On 24/06/14 18:15, Robert van Leeuwen wrote:
All of which means that Mysql performance (looking at you binlog) may
still suffer due to lots of small block size sync writes.

Which begs the question:
Anyone running a reasonable busy Mysql server on Ceph backed storage?

We tried and it did not perform good enough.
We have a small ceph cluster: 3 machines with 2 SSD journals and 10 spinning 
disks each.
Using ceph trough kvm rbd we were seeing performance equal to about 1-2 
spinning disks.

Reading this thread it now looks a bit if there are inherent architecture + 
latency issues that would prevent it from performing great as a Mysql database 
store.
I'd be interested in example setups where people are running busy databases on 
Ceph backed volumes.

Yes indeed,

We have looked extensively at Postgres performance on rbd - and while it is not Mysql, the underlying mechanism for durable writes (i.e commit) is essentially very similar (fsync, fdatasync and friends).
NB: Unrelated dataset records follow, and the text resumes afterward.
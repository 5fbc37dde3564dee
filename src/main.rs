//! phrasehound CLI application entry point.
//!
//! # Startup Flow
//!
//! ```text
//!   ┌─────────────────┐
//!   │  Parse CLI Args │ ◄── clap parses command-line arguments
//!   └────────┬────────┘
//!            │
//!            ▼
//!   ┌──────────────────┐      ┌─────────────────┐
//!   │ --generate_config│─────▶│ Write default   │────▶ Exit
//!   │ / --list-guessers│      │ config or list  │
//!   └────────┬─────────┘      └─────────────────┘
//!            │ No
//!            ▼
//!   ┌─────────────────┐
//!   │  Load Config    │ ◄── Defaults → File → CLI → Env
//!   └────────┬────────┘
//!            │
//!            ▼
//!   ┌─────────────────┐
//!   │  Read Key       │ ◄── TOML file or stdin
//!   └────────┬────────┘
//!            │
//!            ▼
//!   ┌─────────────────┐      ┌─────────────────┐
//!   │ Checkpoint      │─yes─▶│ Resume with the │
//!   │   present?      │      │ stored settings │
//!   └────────┬────────┘      └────────┬────────┘
//!            │ No                     │
//!            ▼                        ▼
//!   ┌─────────────────────────────────────────┐
//!   │ Run attack (Ctrl-C interrupts and saves) │
//!   └─────────────────────────────────────────┘
//! ```
//!
//! # Exit Codes
//!
//! | Code | Meaning |
//! |------|---------|
//! | 0 | Pass phrase found |
//! | 1 | Not found, interrupted, or error (see stderr) |

use std::io::Read;
use std::path::Path;
use std::process::ExitCode;
use std::sync::Arc;
use std::time::Duration;

use clap::Parser;

use phrasehound::checkpoint::Checkpoint;
use phrasehound::{
    config, guessers, logger, Attack, AttackContext, AttackOptions, AttackStatus, CliArgs,
    Config, Error, Key, LogLevel,
};

#[tokio::main]
async fn main() -> ExitCode {
    match run().await {
        Ok(code) => ExitCode::from(code),
        Err(e) => {
            eprintln!("Error: {}", e);
            ExitCode::FAILURE
        }
    }
}

async fn run() -> phrasehound::Result<u8> {
    let args = CliArgs::parse();

    if let Some(ref output_path) = args.generate_config {
        let config = Config::default();
        std::fs::write(output_path, config.to_toml()?)?;
        println!("Wrote default config to {}", output_path.display());
        return Ok(0);
    }

    if args.list_guessers {
        list_guessers()?;
        return Ok(0);
    }

    let config = config::load_config(&args)?;
    logger::init(config.loglevel, config.logfile.as_deref())?;
    logger::plog(
        LogLevel::Notice,
        &format!("phrasehound {} starting", env!("CARGO_PKG_VERSION")),
    );

    let key_path = args
        .key
        .as_deref()
        .ok_or_else(|| Error::InvalidConfig("no key file given".to_string()))?;
    let key = read_key(key_path)?;
    if !key.locked() {
        return Err(Error::Key(
            "key is not protected by a pass phrase, nothing to recover".to_string(),
        ));
    }

    let checkpoint = if args.no_resume || !config.state_file.exists() {
        None
    } else {
        Some(Checkpoint::read_from_file(&config.state_file)?)
    };

    let ctx = Arc::new(AttackContext::new());
    let interrupt = {
        let ctx = Arc::clone(&ctx);
        tokio::spawn(async move {
            if tokio::signal::ctrl_c().await.is_ok() {
                ctx.interrupt();
            }
        })
    };

    let capacity = config.channel_capacity;
    let rate_interval = Duration::from_secs(config.rate_interval_secs);
    let attack_options = args.attack.clone();
    let attack_ctx = Arc::clone(&ctx);
    let outcome = tokio::task::spawn_blocking(move || match checkpoint {
        Some(checkpoint) => {
            let mut reader = checkpoint.reader();
            let options = AttackOptions::load(&mut reader)?;
            logger::plog(
                LogLevel::Notice,
                &format!(
                    "Resuming from checkpoint saved at {}, arguments: {}",
                    checkpoint.saved_at,
                    options.to_args().join(" ")
                ),
            );
            Attack::new(key, options, attack_ctx)
                .with_capacity(capacity)
                .with_rate_interval(rate_interval)
                .resume(&mut reader)
        }
        None => Attack::new(key, attack_options, attack_ctx)
            .with_capacity(capacity)
            .with_rate_interval(rate_interval)
            .run(),
    })
    .await
    .map_err(|e| Error::Runtime(format!("attack task failed: {}", e)))??;
    interrupt.abort();

    match outcome.status {
        AttackStatus::Success => {
            if let Some(ref phrase) = outcome.phrase {
                println!("Pass phrase: {}", phrase.to_string_lossy());
            }
            remove_checkpoint(&config.state_file);
        }
        AttackStatus::Exhausted => {
            eprintln!("Search space exhausted, pass phrase not found");
            remove_checkpoint(&config.state_file);
        }
        AttackStatus::Aborted => match outcome.checkpoint {
            Some(ref checkpoint) => {
                checkpoint.write_to_file(&config.state_file)?;
                eprintln!(
                    "Interrupted, progress saved to {}",
                    config.state_file.display()
                );
            }
            None => eprintln!("Interrupted, guesser state could not be saved"),
        },
        AttackStatus::Error => {
            let message = outcome
                .error
                .clone()
                .unwrap_or_else(|| "unknown failure".to_string());
            return Err(Error::Runtime(message));
        }
        AttackStatus::Running => {}
    }

    Ok(outcome.exit_status())
}

fn read_key(path: &Path) -> phrasehound::Result<Key> {
    if path == Path::new("-") {
        let mut content = String::new();
        std::io::stdin().read_to_string(&mut content)?;
        Key::from_toml_str(&content)
    } else {
        Key::from_file(path)
    }
}

fn remove_checkpoint(path: &Path) {
    if path.exists() {
        if let Err(e) = std::fs::remove_file(path) {
            logger::plog(
                LogLevel::Warn,
                &format!("Cannot remove state file {}: {}", path.display(), e),
            );
        }
    }
}

fn list_guessers() -> phrasehound::Result<()> {
    for (name, description) in guessers::catalogue() {
        println!("{} - {}", name, description);
        let guesser = guessers::create(name)?;
        for (option, help) in guesser.options() {
            println!("    {:<12} {}", option, help);
        }
    }
    Ok(())
}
We achieved quite reasonable performance (by that I mean sufficiently encouraging to be happy to host real datastores for our moderately busy systems - and we are continuing to investigate using it for our really busy ones).

I have not experimented exptensively with the various choices of flush method (called sync method in Postgres but the same idea), as we found quite good performance with the default (fdatasync). However this is clearly an area that is worth investigation.